Kamis, 30 September 2010

Klakson



kata mereka:

bunyinya hingar bingar tak keruan:
menasbihkan penghabisan;
menggulung luka perlahan;
menggaungi awan-awan;
melengking melengkung kiri kanan;
membulatkan dua bibir menawan;
membebaskan sesak berkepanjangan;
menuntaskan sebentuk penantian;
merahasiakan ruang terakhir persinggahan;
merangkul semesta bertuan;
menggenapi gakari Sang Rupawan.

------------------------------------

Depok, 2010

Rabu, 29 September 2010

Terkenang


pada celah itu, kita satu
tapi kau dan aku sama tahu
tak bisa sejalan selalu
sekarang kaku

seperti tumbuhan bercabang
seperti anak-anak ayam
aku kiri kau kanan menjulang
ada bagian dari hati yang lebam

aku kertas dengan garis tak beraturan
kau penulis yang bermusuhan dengan penghapus
mau kita bagai simpangan
dan jalan ini tandus

---------------------------
Depok, 2010

Selasa, 28 September 2010

Kesan-Kesan untuk Kamu



Aku terkesan padamu sejak lagu pertama yang kaunyanyikan malam itu. Syahdu. Aku terkesan padamu sejak konsensus makan malam pertama itu. Aku terkesan padamu sejak percakapan pertama setelah menahun melihatmu, malam itu. Aku terkesan padamu sejak kali pertama berada sejarak satu kursi dalam perjalanan pulang malam itu. Aku terkesan padamu sejak kau tampak sangat menawan dalam seragam cokelat itu.

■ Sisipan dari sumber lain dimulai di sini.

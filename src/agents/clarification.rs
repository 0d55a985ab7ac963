//! 歧义实体的澄清：工作流在此挂起等待外部输入
//!
//! 注入的 Clarifier 返回用户选择时，对应实体升级为 HIGH（match_type = "user_clarified"）；
//! 无回答时保持原样。无论哪种情况都标记 clarification_requested，Supervisor 不会再次询问。

use std::collections::{HashMap, HashSet};
use std::sync::{Arc, Mutex};

use async_trait::async_trait;
use serde::{Deserialize, Serialize};

use crate::core::{Candidate, ConversationState, EntityKind, NormalizedEntity};

/// 一个待澄清的实体
#[derive(Debug, Clone, PartialEq, Serialize, Deserialize)]
pub struct ClarificationRequest {
    pub kind: EntityKind,
    pub user_input: String,
    pub candidates: Vec<Candidate>,
    /// 给用户看的问题
    pub prompt: String,
}

impl ClarificationRequest {
    fn for_entity(entity: &NormalizedEntity) -> Self {
        let options = entity
            .candidates
            .iter()
            .enumerate()
            .map(|(i, c)| match &c.via {
                Some(via) => format!("{}. {} (matched '{}')", i + 1, c.name, via),
                None => format!("{}. {}", i + 1, c.name),
            })
            .collect::<Vec<_>>()
            .join("\n");
        Self {
            kind: entity.kind,
            user_input: entity.user_input.clone(),
            candidates: entity.candidates.clone(),
            prompt: format!(
                "\"{}\" matches several {}s. Which one did you mean?\n{}",
                entity.user_input, entity.kind, options
            ),
        }
    }
}

/// 用户的选择：候选项的 canonical_id
#[derive(Debug, Clone, PartialEq, Eq, Serialize, Deserialize)]
pub struct ClarificationResponse {
    pub canonical_id: String,
}

/// 外部输入接口
#[async_trait]
pub trait Clarifier: Send + Sync {
    async fn clarify(&self, request: &ClarificationRequest) -> Option<ClarificationResponse>;
}

/// 不提供澄清（非交互运行）
pub struct NoClarifier;

#[async_trait]
impl Clarifier for NoClarifier {
    async fn clarify(&self, request: &ClarificationRequest) -> Option<ClarificationResponse> {
        tracing::debug!("No clarifier attached, leaving '{}' ambiguous", request.user_input);
        None
    }
}

/// 预置回答（按小写 user_input 查表），测试与批处理用
#[derive(Default)]
pub struct ScriptedClarifier {
    answers: HashMap<String, String>,
    asked: Mutex<Vec<ClarificationRequest>>,
}

impl ScriptedClarifier {
    pub fn new() -> Self {
        Self::default()
    }

    pub fn answer(mut self, user_input: &str, canonical_id: &str) -> Self {
        self.answers
            .insert(user_input.to_lowercase(), canonical_id.to_string());
        self
    }

    pub fn asked(&self) -> Vec<ClarificationRequest> {
        self.asked.lock().map(|a| a.clone()).unwrap_or_default()
    }
}

#[async_trait]
impl Clarifier for ScriptedClarifier {
    async fn clarify(&self, request: &ClarificationRequest) -> Option<ClarificationResponse> {
        if let Ok(mut asked) = self.asked.lock() {
            asked.push(request.clone());
        }
        self.answers
            .get(&request.user_input.to_lowercase())
            .map(|id| ClarificationResponse {
                canonical_id: id.clone(),
            })
    }
}

/// 按用户选择把 AMBIGUOUS 升级为 HIGH；选择不在候选中时不变
fn apply_choice(entity: &mut NormalizedEntity, response: &ClarificationResponse) -> bool {
    let Some(choice) = entity
        .candidates
        .iter()
        .find(|c| c.canonical_id == response.canonical_id)
        .cloned()
    else {
        return false;
    };
    *entity = NormalizedEntity {
        corrected_from: entity.corrected_from.take(),
        ..NormalizedEntity::high(
            entity.kind,
            entity.user_input.clone(),
            choice.name,
            choice.canonical_id,
            "user_clarified",
        )
    };
    true
}

/// 澄清后可能与已有条目同一身份，保留先出现的那个
fn drop_duplicate_identities(list: &mut Vec<NormalizedEntity>) -> usize {
    let before = list.len();
    let mut seen = HashSet::new();
    list.retain(|e| seen.insert(e.identity()));
    before - list.len()
}

/// 工作流中的澄清步骤
pub struct ClarificationStep {
    clarifier: Arc<dyn Clarifier>,
}

impl ClarificationStep {
    pub fn new(clarifier: Arc<dyn Clarifier>) -> Self {
        Self { clarifier }
    }

    pub async fn run(&self, mut state: ConversationState) -> ConversationState {
        let mut resolved = 0;
        let mut unresolved = 0;

        for list in [
            &mut state.normalized_medications,
            &mut state.normalized_supplements,
        ] {
            for entity in list.iter_mut().filter(|e| e.is_ambiguous()) {
                let request = ClarificationRequest::for_entity(entity);
                tracing::info!("Requesting clarification for '{}'", entity.user_input);
                match self.clarifier.clarify(&request).await {
                    Some(response) if apply_choice(entity, &response) => resolved += 1,
                    Some(response) => {
                        tracing::warn!(
                            "Clarification '{}' is not a candidate for '{}'",
                            response.canonical_id,
                            entity.user_input
                        );
                        unresolved += 1;
                    }
                    None => unresolved += 1,
                }
            }
            let dropped = drop_duplicate_identities(list);
            if dropped > 0 {
                tracing::debug!("Dropped {} duplicate entity(ies) after clarification", dropped);
            }
        }

        state.clarification_requested = true;
        state.evidence_chain.push(format!(
            "Clarification: {} entity(ies) resolved, {} still ambiguous",
            resolved, unresolved
        ));
        state
    }
}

---------------------------------
Depok, 2010

Senin, 27 September 2010

Rindu


adalah
saat tak ada lagi dendangan Ibu sebelum lelapku
adalah
saat hujan menghalangiku menemuimu
adalah
saat menu terbaik tersaji dan aku hanya bersama lilin di meja makan
adalah
saat doa-doa bersarang di awan

---------------------------
Jakarta, 2010

Minggu, 26 September 2010

Bias


hujan mengaburkan suaramu
dan jarak pandangku
kita serupa pasangan tuli-bisu
tak menyatu dalam lagu

pelangi, usah kaubiaskan Ia
untuk menemaniku dalam hangat sesapan kopi Ibunda
seusai hujan mendera
Si Putih berikrar setia

-----------------------------------


Jakarta, 2010

Sabtu, 25 September 2010

Akrostik: Salah


:Putri Sakinah

Seumpama manusia serupa kata, diksi adalah tingkahnya, rupa-rupa, sembarang tak melulu seirama. Adalah makna yang tak dimiliki kata, ia mencarinya sendiri dalam sejuta ambiguitas duniawi. Lantas, usahlah sendu ketika diksimu tak sejalan mau kerangka aksara. Adalah lumrah, adalah biasa, adalah sudah jangan kau sesali dalam panjang alinea sesudahnya. Habis titik, semailah frase baru pada lembaran kekinianmu, karena lalu adalah guru.

Depok, 2010
-------------------------------------------

*Akrostik adalah puisi atau bentuk tulisan lain dimana huruf, silabus atau kata pertama dari tiap baris atau paragraph mengeja sebuah kata atau pesan, biasanya sama dengan judul.

Jumat, 24 September 2010

Hari #11: Tabung Gas Meledak, Dua Orang Tewas


Hari itu Minggu, pukul tiga sore. Saat ibu sedang mencari alkitab di almari,.Saat bapak sedang di kamar mandi membasuh diri sembari bersenandung lagu masa kini. Saat aku sedang mencari korek untuk mambakar rokok; sebatang lumayan untuk teman mengantre kamar mandi, aku meyakinkan diri. Saat pendeta sedang menyusun khotbah untuk pukul lima nanti, kutemukan korek di atas lemari pendingin di ruang belakang dekat dapur lalu kupantik.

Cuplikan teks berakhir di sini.